Work task
Your task is to copy the lines of the data below from the line holding "let marker = match" through the line holding "chart.render(area, buf);", inclusive, exactly and with nothing added.

== Records supplied ==

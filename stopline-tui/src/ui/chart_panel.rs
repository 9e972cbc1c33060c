//! Chart panel — close-price line with the stop-out overlay.
//!
//! Displays:
//! - Close prices of the visible bar window
//! - The stop-out horizontal line in the configured color/style
//! - The price label anchored at the leftmost visible bar
//!
//! Hidden overlays (Shift+S) are kept out of the draw entirely; the
//! computed value still lives in app state.

use ratatui::buffer::Buffer;
use ratatui::layout::Rect;
use ratatui::style::{Modifier, Style};
use ratatui::symbols;
use ratatui::text::Span;
use ratatui::widgets::{Axis, Chart, Dataset, GraphType, Paragraph, Widget};

use stopline_core::config::LineStyle;
use stopline_core::domain::Bar;

use crate::app::AppState;
use crate::theme;

pub struct ChartPanel<'a> {
    app: &'a AppState,
}

impl<'a> ChartPanel<'a> {
    pub fn new(app: &'a AppState) -> Self {
        Self { app }
    }

    fn visible_bars(&self) -> &'a [Bar] {
        let bars = &self.app.bars;
        let first = self.app.viewport.first_visible.min(bars.len());
        let end = (first + self.app.viewport.visible).min(bars.len());
        &bars[first..end]
    }
}

impl Widget for ChartPanel<'_> {
    fn render(self, area: Rect, buf: &mut Buffer) {
        let window = self.visible_bars();
        if window.is_empty() {
            Paragraph::new("waiting for market data...")
                .style(theme::muted())
                .render(area, buf);
            return;
        }

        let closes: Vec<(f64, f64)> = window
            .iter()
            .enumerate()
            .map(|(i, bar)| (i as f64, bar.close))
            .collect();
        let x_max = (window.len() - 1).max(1) as f64;

        let overlay = &self.app.overlay;
        let line_visible = overlay.line().is_some() && !overlay.is_hidden();

        // Y bounds from bar extremes, widened to keep the line on screen.
        let mut y_min = window.iter().map(|b| b.low).fold(f64::INFINITY, f64::min);
        let mut y_max = window.iter().map(|b| b.high).fold(f64::NEG_INFINITY, f64::max);
        if line_visible {
            if let Some(price) = overlay.price() {
                y_min = y_min.min(price);
                y_max = y_max.max(price);
            }
        }
        let y_range = y_max - y_min;
        let y_pad = if y_range > 0.0 { y_range * 0.05 } else { y_max.abs().max(1.0) * 0.001 };
        let y_lower = y_min - y_pad;
        let y_upper = y_max + y_pad;

        let config = &self.app.config;
        let line_data = [(0.0, overlay.price().unwrap_or(0.0)), (x_max, overlay.price().unwrap_or(0.0))];

        let mut datasets = vec![Dataset::default()
            .name(self.app.symbol.as_ref().map(|s| s.name.clone()).unwrap_or_default())
            .marker(symbols::Marker::Braille)
            .graph_type(GraphType::Line)
            .style(theme::accent())
            .data(&closes)];

        if line_visible {
            // Terminal cells cannot draw true widths/styles: style picks the
            // marker, width >= 3 renders bold.
            let marker = match config.line_style {
                LineStyle::Solid => symbols::Marker::Braille,
                LineStyle::Dash | LineStyle::Dot => symbols::Marker::Dot,
            };
            let mut style = Style::default().fg(theme::line_color(&config.line_color));
            if config.line_width >= 3 {
                style = style.add_modifier(Modifier::BOLD);
            }
            datasets.push(
                Dataset::default()
                    .name("stop-out")
                    .marker(marker)
                    .graph_type(GraphType::Line)
                    .style(style)
                    .data(&line_data),
            );
        }

        let fmt = |p: f64| match &self.app.symbol {
            Some(sym) => sym.format_price(p),
            None => format!("{p:.5}"),
        };
        let x_labels = vec![
            Span::styled(window[0].open_time.format("%H:%M:%S").to_string(), theme::muted()),
            Span::styled(
                window[window.len() / 2].open_time.format("%H:%M:%S").to_string(),
                theme::muted(),
            ),
            Span::styled(
                window[window.len() - 1].open_time.format("%H:%M:%S").to_string(),
                theme::muted(),
            ),
        ];
        let y_labels = vec![
            Span::styled(fmt(y_lower), theme::muted()),
            Span::styled(fmt((y_lower + y_upper) / 2.0), theme::muted()),
            Span::styled(fmt(y_upper), theme::muted()),
        ];

        let chart = Chart::new(datasets)
            .x_axis(Axis::default().style(theme::muted()).bounds([0.0, x_max]).labels(x_labels))
            .y_axis(
                Axis::default()
                    .style(theme::muted())
                    .bounds([y_lower, y_upper])
                    .labels(y_labels),
            );
        chart.render(area, buf);

        // The Chart widget has no text annotations, so the label is written
        // straight into the buffer at its anchor position, above the line.
        if !line_visible {
            return;
        }
        let Some(label) = overlay.label() else {
            return;
        };

        // Approximate the plot area: the y-axis labels take ~10 columns on
        // the left and the x-axis takes the bottom 2 rows.
        let plot_left = area.x + 10;
        let plot_top = area.y;
        let plot_width = area.width.saturating_sub(10);
        let plot_height = area.height.saturating_sub(2);
        if plot_width == 0 || plot_height == 0 {
            return;
        }

        let anchor_idx = window
            .iter()
            .position(|bar| bar.open_time >= label.anchor)
            .unwrap_or(0);
        let x_frac = anchor_idx as f64 / x_max;
        let y_frac = if (y_upper - y_lower).abs() > 1e-12 {
            (label.price - y_lower) / (y_upper - y_lower)
        } else {
            0.5
        };

        let px = plot_left + (x_frac * (plot_width.saturating_sub(1)) as f64) as u16;
        let mut py = plot_top + plot_height.saturating_sub(1)
            - (y_frac * (plot_height.saturating_sub(1)) as f64) as u16;
        // Label sits above the line when there is room.
        py = py.saturating_sub(1).max(plot_top);

        if px < area.right() && py < plot_top + plot_height {
            let style = Style::default()
                .fg(theme::line_color(&config.line_color))
                .add_modifier(Modifier::BOLD);
            buf.set_string(px, py, &label.text, style);
        }
    }
}
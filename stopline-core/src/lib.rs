//! Stopline Core — stop-out price engine for the terminal indicator.
//!
//! Contents:
//! - Domain types (account snapshot, positions, symbol metadata, bars)
//! - The stop-out price calculator (the computational payload)
//! - Chart overlay state machine (line/label upsert, remove, hide)
//! - Indicator configuration (TOML)
//! - Deterministic broker simulator standing in for the host feed

pub mod config;
pub mod domain;
pub mod feed;
pub mod overlay;
pub mod stopout;

#[cfg(test)]
mod tests {
    use super::*;

    /// Compile-time check: everything that crosses the feed-thread channel
    /// is Send + Sync. Breaks the build immediately if a non-thread-safe
    /// field sneaks into a domain type.
    #[allow(dead_code)]
    fn assert_send_sync() {
        fn require_send<T: Send>() {}
        fn require_sync<T: Sync>() {}

        require_send::<domain::AccountSnapshot>();
        require_sync::<domain::AccountSnapshot>();
        require_send::<domain::Position>();
        require_sync::<domain::Position>();
        require_send::<domain::SymbolInfo>();
        require_sync::<domain::SymbolInfo>();
        require_send::<domain::Bar>();
        require_sync::<domain::Bar>();

        require_send::<stopout::StopOutResult>();
        require_sync::<stopout::StopOutResult>();
        require_send::<overlay::ChartOverlay>();
        require_sync::<overlay::ChartOverlay>();
        require_send::<config::IndicatorConfig>();
        require_sync::<config::IndicatorConfig>();

        require_send::<feed::FeedEvent>();
        require_sync::<feed::FeedEvent>();
        require_send::<feed::BrokerSim>();
        require_sync::<feed::BrokerSim>();
    }
}
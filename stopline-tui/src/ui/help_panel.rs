//! Panel 3 — Help: keyboard shortcuts and a note on what the line means.

use ratatui::layout::Rect;
use ratatui::text::{Line, Span};
use ratatui::widgets::Paragraph;
use ratatui::Frame;

use crate::app::AppState;
use crate::theme;

pub fn render(f: &mut Frame, area: Rect, _app: &AppState) {
    let mut lines: Vec<Line> = Vec::new();

    section(&mut lines, "Global");
    key(&mut lines, "1-3", "Switch to panel by number");
    key(&mut lines, "Tab / Shift+Tab", "Cycle panels forward / back");
    key(&mut lines, "Shift+S", "Hide / show the stop-out line and label");
    key(&mut lines, "q", "Quit");
    lines.push(Line::from(""));

    section(&mut lines, "Panel 1 — Chart");
    key(&mut lines, "h / l, arrows", "Scroll the viewport left / right");
    key(&mut lines, "+ / -", "Zoom in / out");
    key(&mut lines, "g / End", "Jump to the latest bar and follow");
    key(&mut lines, "p", "Pause / resume the feed");
    lines.push(Line::from(""));

    section(&mut lines, "Panel 2 — Account");
    key(&mut lines, "", "Displays account state and open positions");
    lines.push(Line::from(""));

    section(&mut lines, "About the line");
    note(&mut lines, "The stop-out line marks the price at which the broker");
    note(&mut lines, "force-liquidates the net position on this symbol: the");
    note(&mut lines, "point where equity falls to the stop-out percentage of");
    note(&mut lines, "used margin. Longs close at bid, shorts at ask; the");
    note(&mut lines, "short-side line is shifted down by one spread.");

    f.render_widget(Paragraph::new(lines), area);
}

fn section<'a>(lines: &mut Vec<Line<'a>>, title: &str) {
    lines.push(Line::from(Span::styled(title.to_string(), theme::accent_bold())));
}

fn key<'a>(lines: &mut Vec<Line<'a>>, keys: &str, desc: &str) {
    lines.push(Line::from(vec![
        Span::styled(format!("  {keys:>16}  "), theme::accent()),
        Span::styled(desc.to_string(), theme::muted()),
    ]));
}

fn note<'a>(lines: &mut Vec<Line<'a>>, text: &str) {
    lines.push(Line::from(Span::styled(format!("  {text}"), theme::muted())));
}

===

Reply to the exercise
            let marker = match config.line_style {
                LineStyle::Solid => symbols::Marker::Braille,
                LineStyle::Dash | LineStyle::Dot => symbols::Marker::Dot,
            };
            let mut style = Style::default().fg(theme::line_color(&config.line_color));
            if config.line_width >= 3 {
                style = style.add_modifier(Modifier::BOLD);
            }
            datasets.push(
                Dataset::default()
                    .name("stop-out")
                    .marker(marker)
                    .graph_type(GraphType::Line)
                    .style(style)
                    .data(&line_data),
            );
        }

        let fmt = |p: f64| match &self.app.symbol {
            Some(sym) => sym.format_price(p),
            None => format!("{p:.5}"),
        };
        let x_labels = vec![
            Span::styled(window[0].open_time.format("%H:%M:%S").to_string(), theme::muted()),
            Span::styled(
                window[window.len() / 2].open_time.format("%H:%M:%S").to_string(),
                theme::muted(),
            ),
            Span::styled(
                window[window.len() - 1].open_time.format("%H:%M:%S").to_string(),
                theme::muted(),
            ),
        ];
        let y_labels = vec![
            Span::styled(fmt(y_lower), theme::muted()),
            Span::styled(fmt((y_lower + y_upper) / 2.0), theme::muted()),
            Span::styled(fmt(y_upper), theme::muted()),
        ];

        let chart = Chart::new(datasets)
            .x_axis(Axis::default().style(theme::muted()).bounds([0.0, x_max]).labels(x_labels))
            .y_axis(
                Axis::default()
                    .style(theme::muted())
                    .bounds([y_lower, y_upper])
                    .labels(y_labels),
            );
        chart.render(area, buf);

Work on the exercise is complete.